_What is required_
Write the records out once more. Leave each line exactly as given.

#### Records for the task ####

//! Persisted cart store.
//!
//! Holds the single shopping cart plus the cart drawer's visibility flag.
//! The cart lines are written to the local blob store after every change;
//! the visibility flag is never persisted.
//!
//! Writes run on the blocking pool and are awaited before a mutation
//! returns, so callers holding the store's lock see writes land in order.

use std::sync::Arc;

use serde::Serialize;
use tracing::{debug, error, warn};
use zoco_core::{AddOutcome, Cart, CartItem, Price, ProductId};

use crate::blob::{self, BlobStore, keys};

/// Snapshot of the cart as returned by the API.
#[derive(Debug, Clone, PartialEq, Eq, Serialize)]
#[serde(rename_all = "camelCase")]
pub struct CartView {
    pub items: Vec<CartItem>,
    pub total: Price,
    pub item_count: u32,
    pub is_open: bool,
}

/// The cart and its persistence.
#[derive(Debug)]
pub struct CartStore {
    cart: Cart,
    is_open: bool,
    blobs: Arc<dyn BlobStore>,
}

impl CartStore {
    /// Rehydrate the cart from the blob store.
    ///
    /// A missing blob starts an empty cart. So does an unreadable or
    /// malformed one, after logging the error.
    #[must_use]
    pub fn load(blobs: Arc<dyn BlobStore>) -> Self {
        let cart = match blob::load_json::<Vec<CartItem>>(blobs.as_ref(), keys::CART) {
            Ok(Some(items)) => Cart::from_items(items),
            Ok(None) => Cart::new(),
            Err(e) => {
                error!(error = %e, "Failed to load saved cart (starting empty)");
                Cart::new()
            }
        };
        debug!(lines = cart.line_count(), "Cart loaded");
        Self {
            cart,
            is_open: false,
            blobs,
        }
    }

    #[must_use]
    pub const fn cart(&self) -> &Cart {
        &self.cart
    }

    #[must_use]
    pub const fn is_open(&self) -> bool {
        self.is_open
    }

    /// Add a line; a new line also opens the cart drawer.
    pub async fn add_item(&mut self, item: CartItem) -> AddOutcome {
        let outcome = self.cart.add_item(item);
        if outcome == AddOutcome::Appended {
            self.is_open = true;
        }
        if outcome.changed() {
            self.persist().await;
        }
        outcome
    }

    /// Remove a line; returns `false` if it was not in the cart.
    pub async fn remove_item(&mut self, product_id: &ProductId, size: &str) -> bool {
        let removed = self.cart.remove_item(product_id, size);
        if removed {
            self.persist().await;
        }
        removed
    }

    /// Set a line's quantity; quantities below one are ignored.
    pub async fn update_quantity(
        &mut self,
        product_id: &ProductId,
        size: &str,
        quantity: i64,
    ) -> bool {
        let updated = self.cart.update_quantity(product_id, size, quantity);
        if updated {
            self.persist().await;
        }
        updated
    }

    pub async fn clear(&mut self) {
        self.cart.clear();
        self.persist().await;
    }

    pub const fn set_open(&mut self, open: bool) {
        self.is_open = open;
    }

    #[must_use]
    pub fn view(&self) -> CartView {
        CartView {
            items: self.cart.items().to_vec(),
            total: self.cart.total(),
            item_count: self.cart.item_count(),
            is_open: self.is_open,
        }
    }

    /// Write the cart lines; a failed write keeps the in-memory change.
    async fn persist(&self) {
        let saved =
            blob::save_json_async(Arc::clone(&self.blobs), keys::CART, self.cart.items()).await;
        if let Err(e) = saved {
            warn!(error = %e, "Failed to persist cart");
        }
    }
}

#[cfg(test)]
#[allow(clippy::unwrap_used)]
mod tests {
    use super::*;
    use crate::blob::{BlobError, MemoryBlobStore};

    fn item(product_id: &str, size: &str, quantity: u32) -> CartItem {
        CartItem {
            product_id: ProductId::new(product_id),
            name: format!("Product {product_id}"),
            price: Price::from_cents(1000),
            image: String::new(),
            size: size.to_string(),
            quantity,
        }
    }

    #[tokio::test]
    async fn test_cart_survives_reload() {
        let blobs: Arc<dyn BlobStore> = Arc::new(MemoryBlobStore::new());
        let mut store = CartStore::load(Arc::clone(&blobs));
        store.add_item(item("1", "M", 2)).await;
        store.add_item(item("2", "L", 1)).await;
        store.update_quantity(&ProductId::new("2"), "L", 3).await;

        let reloaded = CartStore::load(blobs);
        assert_eq!(reloaded.cart(), store.cart());
        assert_eq!(reloaded.cart().item_count(), 5);
        assert!(!reloaded.is_open());
    }

    #[test]
    fn test_extreme_prices_total_without_overflow() {
        let blobs: Arc<dyn BlobStore> = Arc::new(MemoryBlobStore::new());
        blobs
            .set(
                keys::CART,
                r#"[{"productId":"1","name":"Gold","price":1e28,"image":"","size":"M","quantity":10},
                    {"productId":"2","name":"Gold","price":1e28,"image":"","size":"L","quantity":7}]"#,
            )
            .unwrap();

        let view = CartStore::load(blobs).view();
        assert_eq!(view.item_count, 17);
        let largest = Price::parse("79228162514264337593543950335").unwrap();
        assert_eq!(view.total, largest);
    }

    #[test]
    fn test_corrupt_blob_yields_empty_cart() {
        let blobs: Arc<dyn BlobStore> = Arc::new(MemoryBlobStore::new());
        blobs.set(keys::CART, "not json").unwrap();
        let store = CartStore::load(blobs);
        assert!(store.cart().is_empty());
    }

    #[tokio::test]
    async fn test_append_opens_drawer_merge_does_not() {
        let mut store = CartStore::load(Arc::new(MemoryBlobStore::new()));
        assert_eq!(store.add_item(item("1", "M", 1)).await, AddOutcome::Appended);
        assert!(store.is_open());

        store.set_open(false);
        assert_eq!(store.add_item(item("1", "M", 1)).await, AddOutcome::Merged);
        assert!(!store.is_open());
        assert_eq!(store.add_item(item("1", "M", 0)).await, AddOutcome::Ignored);
    }

    #[tokio::test]
    async fn test_clear_is_persisted() {
        let blobs: Arc<dyn BlobStore> = Arc::new(MemoryBlobStore::new());
        let mut store = CartStore::load(Arc::clone(&blobs));
        store.add_item(item("1", "M", 1)).await;
        store.clear().await;

        assert_eq!(blobs.get(keys::CART).unwrap().as_deref(), Some("[]"));
        assert!(CartStore::load(blobs).cart().is_empty());
    }

    #[derive(Debug)]
    struct ReadOnlyStore;

    impl BlobStore for ReadOnlyStore {
        fn get(&self, _key: &str) -> Result<Option<String>, BlobError> {
            Ok(None)
        }
        fn set(&self, _key: &str, _value: &str) -> Result<(), BlobError> {
            Err(std::io::Error::other("read-only").into())
        }
        fn remove(&self, _key: &str) -> Result<(), BlobError> {
            Ok(())
        }
    }

    #[tokio::test]
    async fn test_persist_failure_keeps_mutation() {
        let mut store = CartStore::load(Arc::new(ReadOnlyStore));
        store.add_item(item("1", "M", 2)).await;
        assert_eq!(store.view().item_count, 2);
    }
}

####

_Expected output_
//! Persisted cart store.
//!
//! Holds the single shopping cart plus the cart drawer's visibility flag.
//! The cart lines are written to the local blob store after every change;
//! the visibility flag is never persisted.
//!
//! Writes run on the blocking pool and are awaited before a mutation
//! returns, so callers holding the store's lock see writes land in order.

use std::sync::Arc;

use serde::Serialize;
use tracing::{debug, error, warn};
use zoco_core::{AddOutcome, Cart, CartItem, Price, ProductId};

use crate::blob::{self, BlobStore, keys};

/// Snapshot of the cart as returned by the API.
#[derive(Debug, Clone, PartialEq, Eq, Serialize)]
#[serde(rename_all = "camelCase")]
pub struct CartView {
    pub items: Vec<CartItem>,
    pub total: Price,
    pub item_count: u32,
    pub is_open: bool,
}

/// The cart and its persistence.
#[derive(Debug)]
pub struct CartStore {
    cart: Cart,
    is_open: bool,
    blobs: Arc<dyn BlobStore>,
}

impl CartStore {
    /// Rehydrate the cart from the blob store.
    ///
    /// A missing blob starts an empty cart. So does an unreadable or
    /// malformed one, after logging the error.
    #[must_use]
    pub fn load(blobs: Arc<dyn BlobStore>) -> Self {
        let cart = match blob::load_json::<Vec<CartItem>>(blobs.as_ref(), keys::CART) {
            Ok(Some(items)) => Cart::from_items(items),
            Ok(None) => Cart::new(),
            Err(e) => {
                error!(error = %e, "Failed to load saved cart (starting empty)");
                Cart::new()
            }
        };
        debug!(lines = cart.line_count(), "Cart loaded");
        Self {
            cart,
            is_open: false,
            blobs,
        }
    }

    #[must_use]
    pub const fn cart(&self) -> &Cart {
        &self.cart
    }

    #[must_use]
    pub const fn is_open(&self) -> bool {
        self.is_open
    }

    /// Add a line; a new line also opens the cart drawer.
    pub async fn add_item(&mut self, item: CartItem) -> AddOutcome {
        let outcome = self.cart.add_item(item);
        if outcome == AddOutcome::Appended {
            self.is_open = true;
        }
        if outcome.changed() {
            self.persist().await;
        }
        outcome
    }

    /// Remove a line; returns `false` if it was not in the cart.
    pub async fn remove_item(&mut self, product_id: &ProductId, size: &str) -> bool {
        let removed = self.cart.remove_item(product_id, size);
        if removed {
            self.persist().await;
        }
        removed
    }

    /// Set a line's quantity; quantities below one are ignored.
    pub async fn update_quantity(
        &mut self,
        product_id: &ProductId,
        size: &str,
        quantity: i64,
    ) -> bool {
        let updated = self.cart.update_quantity(product_id, size, quantity);
        if updated {
            self.persist().await;
        }
        updated
    }

    pub async fn clear(&mut self) {
        self.cart.clear();
        self.persist().await;
    }

    pub const fn set_open(&mut self, open: bool) {
        self.is_open = open;
    }

    #[must_use]
    pub fn view(&self) -> CartView {
        CartView {
            items: self.cart.items().to_vec(),
            total: self.cart.total(),
            item_count: self.cart.item_count(),
            is_open: self.is_open,
        }
    }

    /// Write the cart lines; a failed write keeps the in-memory change.
    async fn persist(&self) {
        let saved =
            blob::save_json_async(Arc::clone(&self.blobs), keys::CART, self.cart.items()).await;
        if let Err(e) = saved {
            warn!(error = %e, "Failed to persist cart");
        }
    }
}

#[cfg(test)]
#[allow(clippy::unwrap_used)]
mod tests {
    use super::*;
    use crate::blob::{BlobError, MemoryBlobStore};

    fn item(product_id: &str, size: &str, quantity: u32) -> CartItem {
        CartItem {
            product_id: ProductId::new(product_id),
            name: format!("Product {product_id}"),
            price: Price::from_cents(1000),
            image: String::new(),
            size: size.to_string(),
            quantity,
        }
    }

    #[tokio::test]
    async fn test_cart_survives_reload() {
        let blobs: Arc<dyn BlobStore> = Arc::new(MemoryBlobStore::new());
        let mut store = CartStore::load(Arc::clone(&blobs));
        store.add_item(item("1", "M", 2)).await;
        store.add_item(item("2", "L", 1)).await;
        store.update_quantity(&ProductId::new("2"), "L", 3).await;

        let reloaded = CartStore::load(blobs);
        assert_eq!(reloaded.cart(), store.cart());
        assert_eq!(reloaded.cart().item_count(), 5);
        assert!(!reloaded.is_open());
    }

    #[test]
    fn test_extreme_prices_total_without_overflow() {
        let blobs: Arc<dyn BlobStore> = Arc::new(MemoryBlobStore::new());
        blobs
            .set(
                keys::CART,
                r#"[{"productId":"1","name":"Gold","price":1e28,"image":"","size":"M","quantity":10},
                    {"productId":"2","name":"Gold","price":1e28,"image":"","size":"L","quantity":7}]"#,
            )
            .unwrap();

        let view = CartStore::load(blobs).view();
        assert_eq!(view.item_count, 17);
        let largest = Price::parse("79228162514264337593543950335").unwrap();
        assert_eq!(view.total, largest);
    }

    #[test]
    fn test_corrupt_blob_yields_empty_cart() {
        let blobs: Arc<dyn BlobStore> = Arc::new(MemoryBlobStore::new());
        blobs.set(keys::CART, "not json").unwrap();
        let store = CartStore::load(blobs);
        assert!(store.cart().is_empty());
    }

    #[tokio::test]
    async fn test_append_opens_drawer_merge_does_not() {
        let mut store = CartStore::load(Arc::new(MemoryBlobStore::new()));
        assert_eq!(store.add_item(item("1", "M", 1)).await, AddOutcome::Appended);
        assert!(store.is_open());

        store.set_open(false);
        assert_eq!(store.add_item(item("1", "M", 1)).await, AddOutcome::Merged);
        assert!(!store.is_open());
        assert_eq!(store.add_item(item("1", "M", 0)).await, AddOutcome::Ignored);
    }

    #[tokio::test]
    async fn test_clear_is_persisted() {
        let blobs: Arc<dyn BlobStore> = Arc::new(MemoryBlobStore::new());
        let mut store = CartStore::load(Arc::clone(&blobs));
        store.add_item(item("1", "M", 1)).await;
        store.clear().await;

        assert_eq!(blobs.get(keys::CART).unwrap().as_deref(), Some("[]"));
        assert!(CartStore::load(blobs).cart().is_empty());
    }

    #[derive(Debug)]
    struct ReadOnlyStore;

    impl BlobStore for ReadOnlyStore {
        fn get(&self, _key: &str) -> Result<Option<String>, BlobError> {
            Ok(None)
        }
        fn set(&self, _key: &str, _value: &str) -> Result<(), BlobError> {
            Err(std::io::Error::other("read-only").into())
        }
        fn remove(&self, _key: &str) -> Result<(), BlobError> {
            Ok(())
        }
    }

    #[tokio::test]
    async fn test_persist_failure_keeps_mutation() {
        let mut store = CartStore::load(Arc::new(ReadOnlyStore));
        store.add_item(item("1", "M", 2)).await;
        assert_eq!(store.view().item_count, 2);
    }
}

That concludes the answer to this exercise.